Dans les temps anciens, il formait des apprentis, ses laquais, dont la
puissance était telle que nul ne put leur résister. Ahrîma était loin d'être le
plus talentueux, mais le plus ambitieux peut-être... l'histoire aura permis de
voir le résultat. Au retour de l'Indicible je n'ai pu qu'être effrayé de la
signification de tout ceci, mais les événements personnels de notre appel
auprès d'Hattousa me détournèrent de ces sujets bien plus préoccupants... Des
forces d'une puissance sans pareille sont en train de se mettre en branle,
lentement et une à une. Des ordres anciens se réveillent dont on ne peut que
craindre le retour. Mais pour rebondir sur le sujet plus précis de notre
mission, Maiegeiam, j'aurais une question à te poser Mâa. Toi qui viens de la
mystérieuse et prospère Egypte, que sais-tu sur le Dieu Thôt ?
« Toi qui viens de la mystérieuse et prospère Égypte que sais tu sur le Dieu
Thôt ? » A ces mots, les images de sa terre natale affluèrent en lui...
l'Égypte lui manquait... son tuteur était-il toujours vivant... son peuple
souffrait il ?... Puis il se reprit :
« Hum, oui Asturias je puis te conter tout ce que je sais de lui. En Egypte
voici comment il est représenté. »
Il prit un morceau de papyrus et y traça à l'aide d'un petit stylet, qui ne le
quittait jamais, une ébauche de portrait...
« Dieu égyptien ; à Hermopolis il est la divinité suprême ; il possède le corps
d’un homme et la tête d’un ibis. Vénéré comme le dieu de la parole créatrice,
de l’écriture et du calcul, et considéré comme le scribe des dieux et la mesure
du temps, il est le protecteur des scribes ; en outre, dans l’au-delà il est préposé
à la psychostasie, pesée de l'âme. Il joue un rôle important lors du jugement
dernier, durant la cérémonie de la pesée du cœur. »

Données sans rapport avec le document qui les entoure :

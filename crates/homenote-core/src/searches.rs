//! Recent listing searches
//!
//! Kept most-recent-first under [`RecentSearches::STORAGE_KEY`], without
//! duplicates, at most [`MAX_RECENT_SEARCHES`] entries. Storage failures
//! are logged and treated as an empty history.

use homenote_session::storage::{get_json, set_json};
use homenote_session::KeyValueStorage;
use std::sync::Arc;

/// Maximum number of remembered keywords
pub const MAX_RECENT_SEARCHES: usize = 10;

/// Search keyword history
#[derive(Clone)]
pub struct RecentSearches {
    storage: Arc<dyn KeyValueStorage>,
}

impl RecentSearches {
    /// Storage key holding the JSON array of keywords
    pub const STORAGE_KEY: &'static str = "recentPropertySearches";

    #[inline]
    #[must_use]
    pub fn new(storage: Arc<dyn KeyValueStorage>) -> Self {
        Self { storage }
    }

    /// Keywords, most recent first
    #[must_use]
    pub fn list(&self) -> Vec<String> {
        match get_json::<Vec<String>>(self.storage.as_ref(), Self::STORAGE_KEY) {
            Ok(keywords) => keywords.unwrap_or_default(),
            Err(e) => {
                tracing::warn!("Failed to read recent searches: {}", e);
                Vec::new()
            }
        }
    }

    /// Put `keyword` at the front, returning the new list
    ///
    /// Blank keywords are ignored.
    pub fn record(&self, keyword: &str) -> Vec<String> {
        let keyword = keyword.trim();
        let mut keywords = self.list();
        if keyword.is_empty() {
            return keywords;
        }

        keywords.retain(|k| k != keyword);
        keywords.insert(0, keyword.to_string());
        keywords.truncate(MAX_RECENT_SEARCHES);
        self.write(&keywords);
        keywords
    }

    /// Forget one keyword, returning the new list
    pub fn remove(&self, keyword: &str) -> Vec<String> {
        let mut keywords = self.list();
        let before = keywords.len();
        keywords.retain(|k| k != keyword.trim());
        if keywords.len() != before {
            self.write(&keywords);
        }
        keywords
    }

    /// Forget everything
    pub fn clear(&self) {
        if let Err(e) = self.storage.remove_item(Self::STORAGE_KEY) {
            tracing::warn!("Failed to clear recent searches: {}", e);
        }
    }

    fn write(&self, keywords: &[String]) {
        if let Err(e) = set_json(self.storage.as_ref(), Self::STORAGE_KEY, keywords) {
            tracing::warn!("Failed to save recent searches: {}", e);
        }
    }
}

impl std::fmt::Debug for RecentSearches {
    fn fmt(&self, f: &mut std::fmt::Formatter<'_>) -> std::fmt::Result {
        f.debug_struct("RecentSearches")
            .field("key", &Self::STORAGE_KEY)
            .finish_non_exhaustive()
    }
}
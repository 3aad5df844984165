//! Testing utilities for the Homenote workspace
//!
//! Shared transport doubles, fixtures, and response builders.

#![allow(missing_docs)]

use async_trait::async_trait;
use futures::stream::{self, StreamExt};
use homenote_client::{
    ApiClient, ClientConfig, HttpRequest, HttpResponse, HttpTransport, Method, StreamResponse,
    TransportError,
};
use homenote_session::{ManualClock, MemoryStorage, TokenData, TokenStore};
use parking_lot::Mutex;
use serde_json::{json, Value};
use std::sync::Arc;
use std::time::Duration;

/// Fixed "now" used across tests (2023-11-14T22:13:20Z)
pub const NOW: i64 = 1_700_000_000_000;

/// One hour in milliseconds
pub const HOUR_MS: i64 = 60 * 60 * 1000;

/// Base URL used by test clients
pub const TEST_BASE_URL: &str = "https://api.test";

/// Scripted answer to a buffered request
#[derive(Debug, Clone)]
pub struct Reply {
    pub result: Result<HttpResponse, TransportError>,
    pub delay: Duration,
}

impl Reply {
    pub fn ok(response: HttpResponse) -> Self {
        Self {
            result: Ok(response),
            delay: Duration::ZERO,
        }
    }

    pub fn err(error: TransportError) -> Self {
        Self {
            result: Err(error),
            delay: Duration::ZERO,
        }
    }

    /// Answer only after `delay`
    pub fn delayed(mut self, delay: Duration) -> Self {
        self.delay = delay;
        self
    }
}

impl From<HttpResponse> for Reply {
    fn from(response: HttpResponse) -> Self {
        Self::ok(response)
    }
}

type Handler = dyn Fn(&HttpRequest) -> Reply + Send + Sync;
type StreamHandler = dyn Fn(&HttpRequest) -> Result<StreamResponse, TransportError> + Send + Sync;

/// Transport answering from closures and recording every request
pub struct ScriptedTransport {
    handler: Box<Handler>,
    stream_handler: Box<StreamHandler>,
    requests: Mutex<Vec<HttpRequest>>,
}

impl ScriptedTransport {
    pub fn new(handler: impl Fn(&HttpRequest) -> Reply + Send + Sync + 'static) -> Self {
        Self {
            handler: Box::new(handler),
            stream_handler: Box::new(|_| Err(TransportError::Connect("no stream scripted".to_string()))),
            requests: Mutex::new(Vec::new()),
        }
    }

    pub fn with_stream_handler(
        mut self,
        handler: impl Fn(&HttpRequest) -> Result<StreamResponse, TransportError> + Send + Sync + 'static,
    ) -> Self {
        self.stream_handler = Box::new(handler);
        self
    }

    /// Every request seen so far, in order
    pub fn requests(&self) -> Vec<HttpRequest> {
        self.requests.lock().clone()
    }

    /// Requests matching method and path
    pub fn matching(&self, method: Method, path: &str) -> Vec<HttpRequest> {
        self.requests
            .lock()
            .iter()
            .filter(|r| r.method == method && r.path() == path)
            .cloned()
            .collect()
    }

    /// Number of requests matching method and path
    pub fn count(&self, method: Method, path: &str) -> usize {
        self.matching(method, path).len()
    }
}

#[async_trait]
impl HttpTransport for ScriptedTransport {
    async fn send(&self, request: HttpRequest) -> Result<HttpResponse, TransportError> {
        self.requests.lock().push(request.clone());
        let reply = (self.handler)(&request);
        if !reply.delay.is_zero() {
            tokio::time::sleep(reply.delay).await;
        }
        reply.result
    }

    async fn open_stream(&self, request: HttpRequest) -> Result<StreamResponse, TransportError> {
        self.requests.lock().push(request.clone());
        (self.stream_handler)(&request)
    }
}

/// JSON response with content type set
pub fn json_response(status: u16, body: Value) -> HttpResponse {
    HttpResponse::new(status, body.to_string().into_bytes())
        .with_header("Content-Type", "application/json")
}

/// 200 response wrapping `data` in the standard envelope
pub fn envelope(data: Value) -> HttpResponse {
    json_response(200, json!({"code": "SUCCESS", "message": "OK", "data": data}))
}

/// Error response in the `{code, message}` shape
pub fn error_response(status: u16, code: &str, message: &str) -> HttpResponse {
    json_response(status, json!({"code": code, "message": message}))
}

/// Refresh/login grant envelope
pub fn token_grant(access_token: &str, expires_in_secs: u64) -> HttpResponse {
    envelope(json!({"access_token": access_token, "expires_in": expires_in_secs}))
}

/// Event stream that ends after `chunks`
pub fn finite_stream(chunks: Vec<&str>) -> StreamResponse {
    let items: Vec<Result<Vec<u8>, TransportError>> =
        chunks.into_iter().map(|c| Ok(c.as_bytes().to_vec())).collect();
    stream_response(200, stream::iter(items).boxed())
}

/// Event stream that fails after `chunks`
pub fn failing_stream(chunks: Vec<&str>) -> StreamResponse {
    let mut items: Vec<Result<Vec<u8>, TransportError>> =
        chunks.into_iter().map(|c| Ok(c.as_bytes().to_vec())).collect();
    items.push(Err(TransportError::Body("connection reset".to_string())));
    stream_response(200, stream::iter(items).boxed())
}

/// Event stream that stays open after `chunks`
pub fn open_stream(chunks: Vec<&str>) -> StreamResponse {
    let items: Vec<Result<Vec<u8>, TransportError>> =
        chunks.into_iter().map(|c| Ok(c.as_bytes().to_vec())).collect();
    stream_response(200, stream::iter(items).chain(stream::pending()).boxed())
}

/// Non-OK stream response with an empty body
pub fn rejected_stream(status: u16) -> StreamResponse {
    stream_response(status, stream::empty().boxed())
}

fn stream_response(
    status: u16,
    body: futures::stream::BoxStream<'static, Result<Vec<u8>, TransportError>>,
) -> StreamResponse {
    StreamResponse {
        status,
        status_text: String::new(),
        headers: vec![("Content-Type".to_string(), "text/event-stream".to_string())],
        body,
    }
}

/// Token valid for an hour after [`NOW`]
pub fn valid_token(access_token: &str) -> TokenData {
    TokenData::new(access_token, NOW + HOUR_MS)
}

/// Token store on fresh memory storage with a manual clock at [`NOW`]
pub fn session() -> (TokenStore, Arc<MemoryStorage>, Arc<ManualClock>) {
    let storage = Arc::new(MemoryStorage::new());
    let clock = Arc::new(ManualClock::new(NOW));
    let store = TokenStore::new(storage.clone(), clock.clone());
    (store, storage, clock)
}

/// Client against [`TEST_BASE_URL`] using `transport`
pub fn client_with(transport: Arc<ScriptedTransport>, tokens: TokenStore) -> ApiClient {
    ApiClient::new(ClientConfig::new(TEST_BASE_URL), transport, tokens)
}

/// Bearer token carried by a request, if any
pub fn bearer_of(request: &HttpRequest) -> Option<&str> {
    request
        .header_value("Authorization")
        .and_then(|v| v.strip_prefix("Bearer "))
}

Il fit une courte pause et repris
- Il est chargé de l’écriture, de la lecture, des mathématiques et de toutes les
occupations ayant trait à la culture et à la profession de scribe. A travers sa
connaissance des hiéroglyphes, il contrôle également la magie et les magiciens.
Selon la légende, celui qui est capable de déchiffrer les formules magiques du
livre de Thôt peut espérer surpasser même les Dieux. Asturias, dis-moi d'où tu
connais ce nom ? Et qu'est-ce qui te fait penser que ce Dieu égyptien soit mêlé
à tout ceci ... et non l'Indicible ?
Mâa était intrigué, Asturias avait plus d'une fois prouvé sa clairvoyance et il
le considérait comme un brillant érudit, raison pour laquelle ils
s'appréciaient ... Parcourant son petit calepin de voyage, Asturias entreprit
de reproduire aussi bien que faire se put le dessin effectué par Mâa. Fronçant
les sourcils du fait de la concentration, il s'efforça de n'omettre aucune des
arabesques et subtilités du dessin que son compagnon improvisait.
- Pour répondre à ta question mon ami, il semblerait que Maiegeiam, lorsqu'il
était encore un homme « ordinaire », servait Thôt. Était-il égyptien lui-même ?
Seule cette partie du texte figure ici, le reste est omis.